(Recorded data)
=== Section Start ===

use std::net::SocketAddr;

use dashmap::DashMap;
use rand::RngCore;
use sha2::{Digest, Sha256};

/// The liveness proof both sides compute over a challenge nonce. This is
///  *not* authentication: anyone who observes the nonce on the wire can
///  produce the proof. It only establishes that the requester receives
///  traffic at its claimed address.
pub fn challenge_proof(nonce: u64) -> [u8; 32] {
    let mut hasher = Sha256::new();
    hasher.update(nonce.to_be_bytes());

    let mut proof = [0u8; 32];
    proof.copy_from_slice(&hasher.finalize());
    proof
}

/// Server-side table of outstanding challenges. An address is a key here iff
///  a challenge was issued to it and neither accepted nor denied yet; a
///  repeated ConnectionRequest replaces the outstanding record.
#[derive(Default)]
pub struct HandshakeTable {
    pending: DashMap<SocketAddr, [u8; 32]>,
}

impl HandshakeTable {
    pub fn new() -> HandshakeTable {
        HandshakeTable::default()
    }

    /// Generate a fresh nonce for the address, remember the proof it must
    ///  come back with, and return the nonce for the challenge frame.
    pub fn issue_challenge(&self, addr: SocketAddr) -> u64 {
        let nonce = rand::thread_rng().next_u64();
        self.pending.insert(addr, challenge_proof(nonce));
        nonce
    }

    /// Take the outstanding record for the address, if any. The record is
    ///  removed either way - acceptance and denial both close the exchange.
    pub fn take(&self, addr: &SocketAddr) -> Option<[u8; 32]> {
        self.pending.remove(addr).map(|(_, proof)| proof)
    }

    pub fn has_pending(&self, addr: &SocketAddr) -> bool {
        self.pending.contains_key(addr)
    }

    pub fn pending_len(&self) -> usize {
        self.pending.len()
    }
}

=== Section End ===

## Brief
Filter the entries down to the lines holding the string "self". Copy each of those lines.

## Answer area
    pub fn issue_challenge(&self, addr: SocketAddr) -> u64 {
        self.pending.insert(addr, challenge_proof(nonce));
    pub fn take(&self, addr: &SocketAddr) -> Option<[u8; 32]> {
        self.pending.remove(addr).map(|(_, proof)| proof)
    pub fn has_pending(&self, addr: &SocketAddr) -> bool {
        self.pending.contains_key(addr)
    pub fn pending_len(&self) -> usize {
        self.pending.len()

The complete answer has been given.